Ils ont en outre mis en lumière une autre réalité : « Même les Etats européens ne sont pas en mesure de protéger ces femmes, remarque François Dubost. Ce sont les conditions dans lesquelles elles sont accueillies dans ces Etats qui provoquent des comportements déviants ». Des femmes et des jeunes filles voyageant seules ou avec leurs enfants se sont en effet senties particulièrement en danger dans les zones et des camps de transit en Hongrie, en Croatie et en Grèce. Dans ces camps, où elles peuvent rester de quelques jours à plusieurs mois, les femmes sont parfois forcées de fermer l’oeil dans des dortoirs mixtes avec des centaines de personnes, doivent utiliser les mêmes sanitaires que les hommes ou sont soumises aux regards de ces derniers qui peuvent facilement tout observer. Une dizaine de femmes interrogées par Amnesty International ont déclaré avoir été touchées, caressées ou déshabillées du regard dans ces camps. Résultat : certaines femmes interrogées disent avoir, pendant cette période, cessé de boire ou de s’alimenter pour éviter d’aller aux toilettes - ou même avoir préféré dormir dehors, où elles se sentaient plus en sécurité.
Chantage sexuels
La violence vient même, parfois, des surveillants. En Allemagne, un agent de sécurité a proposé à une Irakienne de 22 ans de lui donner des habits si elle acceptait de « passer du temps seule » avec lui. Les forces de l’ordre, pourtant sous responsabilité directe de l’Etat, ne protègent pas non plus toujours les femmes, au contraire.

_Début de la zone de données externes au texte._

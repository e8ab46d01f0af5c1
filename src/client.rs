use tracing::debug;

use crate::api::{Api, HttpApi};
use crate::config::ClientConfig;
use crate::engine::ResourceResult;
use crate::error::Result;
use crate::price::apply_price_calculation;
use crate::request::ResourceRequest;
use crate::reservation::Reservation;

/// Entry point for applications: resources, reservations and pricing.
pub struct Client {
    api: Box<dyn Api>,
}

impl Client {
    pub fn new(config: &ClientConfig) -> Result<Self> {
        debug!(environment = %config.environment, base_url = config.base_url(), "creating client");
        Ok(Self::with_api(HttpApi::new(config)?))
    }

    /// Client over any transport, e.g. an in-memory one in tests.
    pub fn with_api(api: impl Api + 'static) -> Self {
        Self { api: Box::new(api) }
    }

    pub fn build_resource_request(&self) -> ResourceRequest {
        ResourceRequest::new()
    }

    pub async fn get_resources(&self, request: &ResourceRequest) -> Result<ResourceResult> {
        request.get_results(self.api.as_ref()).await
    }

    /// Save `reservation` and return what the backend stored.
    pub async fn save_reservation(&self, reservation: &Reservation) -> Result<Reservation> {
        let response = self.api.save_reservation(&reservation.save_request()).await?;
        let saved = Reservation::from_save_response(reservation, response);
        debug!(id = ?saved.id, services = saved.service_reservations.len(), "saved reservation");
        Ok(saved)
    }

    /// Ask the backend to price `reservation` and fold the result into it.
    pub async fn calculate_price(&self, reservation: &mut Reservation) -> Result<()> {
        let data = self
            .api
            .calculate_price(&reservation.price_calculation_request())
            .await?;
        apply_price_calculation(reservation, &data);
        Ok(())
    }
}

Le témoignage de Myriam, une adolescente syrienne de 16 ans, passée dans un camp en Grèce le prouve : « Des gens se sont mis à crier, alors des policiers nous ont attaqués et ont donné des coups de bâton à tout le monde. Ils m’ont frappée sur le bras avec un bâton. Ils s’en sont même pris à des enfants. Ils ont frappé tout le monde sur la tête. J’ai été prise de vertige et je suis tombée par terre, des gens m’ont marché dessus. Je pleurais et j’ai été séparée de ma mère. Ils ont appelé mon nom et je l’ai retrouvée. Je leur ai montré mon bras et un policier l’a vu et a ri, j’ai demandé à voir un médecin, et ils nous ont dit à toutes les deux de partir. »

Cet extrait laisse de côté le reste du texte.